**Task requirements:**
Scan the listing below for "data", then report every line that has it.

**Entries supplied:**
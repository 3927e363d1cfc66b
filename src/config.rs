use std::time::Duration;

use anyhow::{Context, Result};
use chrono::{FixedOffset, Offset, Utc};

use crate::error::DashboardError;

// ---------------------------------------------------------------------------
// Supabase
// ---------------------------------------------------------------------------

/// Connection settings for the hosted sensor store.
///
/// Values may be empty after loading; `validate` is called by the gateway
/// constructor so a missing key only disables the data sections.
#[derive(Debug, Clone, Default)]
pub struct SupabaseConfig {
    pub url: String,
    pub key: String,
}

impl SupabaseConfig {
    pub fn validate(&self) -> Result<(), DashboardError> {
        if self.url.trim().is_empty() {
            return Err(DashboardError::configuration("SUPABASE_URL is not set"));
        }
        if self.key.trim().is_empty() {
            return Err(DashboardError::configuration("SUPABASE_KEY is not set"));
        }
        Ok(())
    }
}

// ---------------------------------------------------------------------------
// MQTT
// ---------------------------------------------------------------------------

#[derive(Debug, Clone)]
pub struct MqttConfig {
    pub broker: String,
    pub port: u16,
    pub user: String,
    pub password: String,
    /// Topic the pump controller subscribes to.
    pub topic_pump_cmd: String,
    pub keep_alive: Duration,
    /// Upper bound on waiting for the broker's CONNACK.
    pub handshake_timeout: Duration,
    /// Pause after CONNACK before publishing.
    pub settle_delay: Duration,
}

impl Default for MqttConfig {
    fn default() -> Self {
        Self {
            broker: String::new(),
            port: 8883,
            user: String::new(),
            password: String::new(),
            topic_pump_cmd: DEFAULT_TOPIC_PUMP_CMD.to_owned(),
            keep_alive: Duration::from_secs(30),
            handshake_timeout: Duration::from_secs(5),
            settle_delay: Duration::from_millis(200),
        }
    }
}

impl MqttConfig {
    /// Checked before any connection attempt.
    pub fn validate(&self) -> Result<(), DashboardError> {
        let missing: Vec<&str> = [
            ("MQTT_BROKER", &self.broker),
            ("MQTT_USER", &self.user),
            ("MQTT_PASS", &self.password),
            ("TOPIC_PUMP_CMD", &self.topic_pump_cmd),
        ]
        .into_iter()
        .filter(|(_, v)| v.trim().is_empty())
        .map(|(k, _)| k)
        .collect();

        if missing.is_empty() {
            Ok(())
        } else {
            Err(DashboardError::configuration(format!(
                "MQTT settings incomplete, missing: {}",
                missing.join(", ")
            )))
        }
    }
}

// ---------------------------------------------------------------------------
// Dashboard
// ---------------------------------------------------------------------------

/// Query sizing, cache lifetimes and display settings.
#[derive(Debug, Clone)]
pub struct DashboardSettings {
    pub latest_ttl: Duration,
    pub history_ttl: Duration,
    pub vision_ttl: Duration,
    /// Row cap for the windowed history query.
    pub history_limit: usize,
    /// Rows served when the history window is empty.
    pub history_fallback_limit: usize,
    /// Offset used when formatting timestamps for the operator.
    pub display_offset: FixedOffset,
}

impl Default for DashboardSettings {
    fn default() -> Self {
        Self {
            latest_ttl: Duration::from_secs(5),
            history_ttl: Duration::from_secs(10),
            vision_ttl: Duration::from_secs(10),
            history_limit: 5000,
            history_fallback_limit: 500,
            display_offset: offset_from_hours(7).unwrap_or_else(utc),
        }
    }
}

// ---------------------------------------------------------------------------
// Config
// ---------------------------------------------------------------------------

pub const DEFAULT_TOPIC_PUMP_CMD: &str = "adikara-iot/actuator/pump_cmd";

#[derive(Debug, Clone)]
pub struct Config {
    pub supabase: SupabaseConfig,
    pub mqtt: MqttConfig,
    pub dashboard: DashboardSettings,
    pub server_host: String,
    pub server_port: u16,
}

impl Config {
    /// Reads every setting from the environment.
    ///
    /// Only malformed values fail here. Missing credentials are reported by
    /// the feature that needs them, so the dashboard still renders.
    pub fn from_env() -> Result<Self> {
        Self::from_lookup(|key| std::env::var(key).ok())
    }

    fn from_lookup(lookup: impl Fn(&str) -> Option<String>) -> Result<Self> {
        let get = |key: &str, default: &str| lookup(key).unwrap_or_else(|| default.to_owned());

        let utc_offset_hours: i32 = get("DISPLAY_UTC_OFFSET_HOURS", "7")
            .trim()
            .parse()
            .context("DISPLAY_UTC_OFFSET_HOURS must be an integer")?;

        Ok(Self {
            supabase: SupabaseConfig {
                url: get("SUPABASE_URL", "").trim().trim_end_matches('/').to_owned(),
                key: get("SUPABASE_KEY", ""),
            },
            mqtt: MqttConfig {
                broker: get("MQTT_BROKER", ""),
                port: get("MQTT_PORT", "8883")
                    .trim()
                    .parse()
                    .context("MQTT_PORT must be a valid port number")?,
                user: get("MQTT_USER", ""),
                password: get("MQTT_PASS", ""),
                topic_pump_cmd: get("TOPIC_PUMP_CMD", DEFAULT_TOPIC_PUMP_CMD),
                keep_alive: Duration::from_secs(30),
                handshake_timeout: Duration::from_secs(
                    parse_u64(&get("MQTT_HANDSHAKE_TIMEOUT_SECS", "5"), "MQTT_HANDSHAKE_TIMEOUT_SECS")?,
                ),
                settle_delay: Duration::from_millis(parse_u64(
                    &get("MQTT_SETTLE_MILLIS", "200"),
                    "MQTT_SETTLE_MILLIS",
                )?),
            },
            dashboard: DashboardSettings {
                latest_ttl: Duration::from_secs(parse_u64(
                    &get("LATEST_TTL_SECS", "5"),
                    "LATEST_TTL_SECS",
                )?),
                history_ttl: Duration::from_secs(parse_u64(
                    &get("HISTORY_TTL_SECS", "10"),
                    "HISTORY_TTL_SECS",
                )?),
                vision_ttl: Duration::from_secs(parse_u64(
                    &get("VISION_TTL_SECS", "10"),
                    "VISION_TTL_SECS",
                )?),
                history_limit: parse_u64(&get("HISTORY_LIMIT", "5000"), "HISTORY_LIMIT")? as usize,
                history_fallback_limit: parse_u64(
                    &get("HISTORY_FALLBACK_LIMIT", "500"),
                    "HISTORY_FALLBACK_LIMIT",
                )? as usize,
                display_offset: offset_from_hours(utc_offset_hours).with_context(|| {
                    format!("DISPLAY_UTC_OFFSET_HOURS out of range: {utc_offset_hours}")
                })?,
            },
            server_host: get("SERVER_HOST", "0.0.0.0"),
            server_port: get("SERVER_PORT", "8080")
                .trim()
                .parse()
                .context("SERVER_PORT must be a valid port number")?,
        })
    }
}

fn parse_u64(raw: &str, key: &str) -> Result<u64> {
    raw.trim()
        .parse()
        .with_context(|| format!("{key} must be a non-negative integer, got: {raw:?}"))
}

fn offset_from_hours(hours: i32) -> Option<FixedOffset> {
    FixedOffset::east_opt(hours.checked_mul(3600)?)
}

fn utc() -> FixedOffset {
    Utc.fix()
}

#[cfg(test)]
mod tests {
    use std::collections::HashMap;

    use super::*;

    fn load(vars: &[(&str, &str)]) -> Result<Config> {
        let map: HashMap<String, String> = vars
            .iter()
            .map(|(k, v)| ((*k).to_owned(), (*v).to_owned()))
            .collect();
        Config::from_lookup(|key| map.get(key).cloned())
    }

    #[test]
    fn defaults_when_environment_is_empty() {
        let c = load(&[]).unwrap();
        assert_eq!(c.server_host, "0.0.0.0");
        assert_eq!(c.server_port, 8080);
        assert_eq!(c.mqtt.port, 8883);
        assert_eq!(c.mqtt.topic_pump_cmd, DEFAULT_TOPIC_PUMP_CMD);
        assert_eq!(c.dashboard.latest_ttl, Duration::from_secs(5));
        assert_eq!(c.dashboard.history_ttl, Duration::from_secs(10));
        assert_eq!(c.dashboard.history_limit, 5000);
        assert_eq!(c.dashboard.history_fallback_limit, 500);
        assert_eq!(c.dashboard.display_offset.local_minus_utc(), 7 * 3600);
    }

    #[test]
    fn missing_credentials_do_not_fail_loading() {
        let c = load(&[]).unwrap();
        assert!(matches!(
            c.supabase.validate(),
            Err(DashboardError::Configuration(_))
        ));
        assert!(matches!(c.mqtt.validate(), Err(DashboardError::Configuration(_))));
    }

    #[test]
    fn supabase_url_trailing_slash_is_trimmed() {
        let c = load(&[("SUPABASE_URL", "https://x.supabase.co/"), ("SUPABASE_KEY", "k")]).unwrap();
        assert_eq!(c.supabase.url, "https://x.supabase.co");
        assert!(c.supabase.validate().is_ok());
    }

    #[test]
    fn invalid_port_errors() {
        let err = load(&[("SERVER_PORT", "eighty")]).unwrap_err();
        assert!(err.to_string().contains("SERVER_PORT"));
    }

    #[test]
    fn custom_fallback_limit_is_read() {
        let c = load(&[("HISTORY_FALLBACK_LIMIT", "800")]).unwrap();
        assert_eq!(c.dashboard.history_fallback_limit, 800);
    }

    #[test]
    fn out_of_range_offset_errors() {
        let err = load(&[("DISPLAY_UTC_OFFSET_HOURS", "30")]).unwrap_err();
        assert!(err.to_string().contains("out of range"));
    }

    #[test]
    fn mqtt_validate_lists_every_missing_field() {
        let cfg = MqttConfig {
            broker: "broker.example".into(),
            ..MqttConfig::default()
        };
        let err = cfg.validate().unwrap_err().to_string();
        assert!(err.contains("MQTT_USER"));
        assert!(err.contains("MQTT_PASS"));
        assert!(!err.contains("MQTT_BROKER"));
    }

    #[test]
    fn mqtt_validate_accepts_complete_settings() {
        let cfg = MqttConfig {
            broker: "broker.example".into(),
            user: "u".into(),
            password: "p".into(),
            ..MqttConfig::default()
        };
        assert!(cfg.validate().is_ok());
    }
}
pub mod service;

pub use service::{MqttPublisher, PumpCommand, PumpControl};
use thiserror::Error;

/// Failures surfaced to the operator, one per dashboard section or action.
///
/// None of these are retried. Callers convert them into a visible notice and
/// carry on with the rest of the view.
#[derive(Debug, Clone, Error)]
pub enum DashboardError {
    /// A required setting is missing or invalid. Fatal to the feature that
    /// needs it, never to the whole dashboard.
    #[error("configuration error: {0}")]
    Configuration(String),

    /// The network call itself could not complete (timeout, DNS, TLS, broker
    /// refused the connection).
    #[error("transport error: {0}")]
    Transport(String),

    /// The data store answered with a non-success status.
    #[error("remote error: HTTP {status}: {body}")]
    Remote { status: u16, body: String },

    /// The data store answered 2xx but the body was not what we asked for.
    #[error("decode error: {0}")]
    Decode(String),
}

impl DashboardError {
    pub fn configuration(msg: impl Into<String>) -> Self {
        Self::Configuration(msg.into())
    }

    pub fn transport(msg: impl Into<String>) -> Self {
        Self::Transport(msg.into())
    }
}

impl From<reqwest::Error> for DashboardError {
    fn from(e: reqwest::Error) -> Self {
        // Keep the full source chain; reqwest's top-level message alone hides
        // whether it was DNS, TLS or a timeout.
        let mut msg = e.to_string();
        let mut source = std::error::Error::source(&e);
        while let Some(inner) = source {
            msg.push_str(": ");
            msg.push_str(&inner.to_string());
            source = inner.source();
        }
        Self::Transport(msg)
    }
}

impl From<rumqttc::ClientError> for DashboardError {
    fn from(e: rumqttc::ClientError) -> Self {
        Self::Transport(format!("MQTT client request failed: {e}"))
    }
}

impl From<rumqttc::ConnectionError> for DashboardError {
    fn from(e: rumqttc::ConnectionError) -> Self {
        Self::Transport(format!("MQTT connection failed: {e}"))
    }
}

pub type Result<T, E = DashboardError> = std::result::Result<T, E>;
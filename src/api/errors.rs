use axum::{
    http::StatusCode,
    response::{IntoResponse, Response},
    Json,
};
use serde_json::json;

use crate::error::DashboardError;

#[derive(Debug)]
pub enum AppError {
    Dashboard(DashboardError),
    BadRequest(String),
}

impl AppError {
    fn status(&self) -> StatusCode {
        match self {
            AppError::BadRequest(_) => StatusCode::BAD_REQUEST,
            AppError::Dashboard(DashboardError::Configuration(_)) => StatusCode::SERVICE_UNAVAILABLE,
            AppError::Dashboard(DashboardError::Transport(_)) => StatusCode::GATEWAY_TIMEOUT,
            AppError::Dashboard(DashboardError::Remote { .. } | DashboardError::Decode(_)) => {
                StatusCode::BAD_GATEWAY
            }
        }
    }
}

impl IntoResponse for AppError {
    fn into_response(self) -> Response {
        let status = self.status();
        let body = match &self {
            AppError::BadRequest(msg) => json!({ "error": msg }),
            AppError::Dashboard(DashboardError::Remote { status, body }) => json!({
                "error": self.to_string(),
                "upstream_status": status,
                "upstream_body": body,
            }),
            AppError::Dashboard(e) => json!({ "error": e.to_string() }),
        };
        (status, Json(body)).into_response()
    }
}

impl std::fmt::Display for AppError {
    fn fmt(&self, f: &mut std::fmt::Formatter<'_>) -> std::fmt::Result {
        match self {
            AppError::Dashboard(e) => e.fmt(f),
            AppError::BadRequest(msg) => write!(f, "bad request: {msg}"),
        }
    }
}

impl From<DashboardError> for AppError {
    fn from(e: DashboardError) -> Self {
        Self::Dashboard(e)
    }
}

**Solution:**
/// constructor so a missing key only disables the data sections.
    /// The data store answered with a non-success status.
    /// The data store answered 2xx but the body was not what we asked for.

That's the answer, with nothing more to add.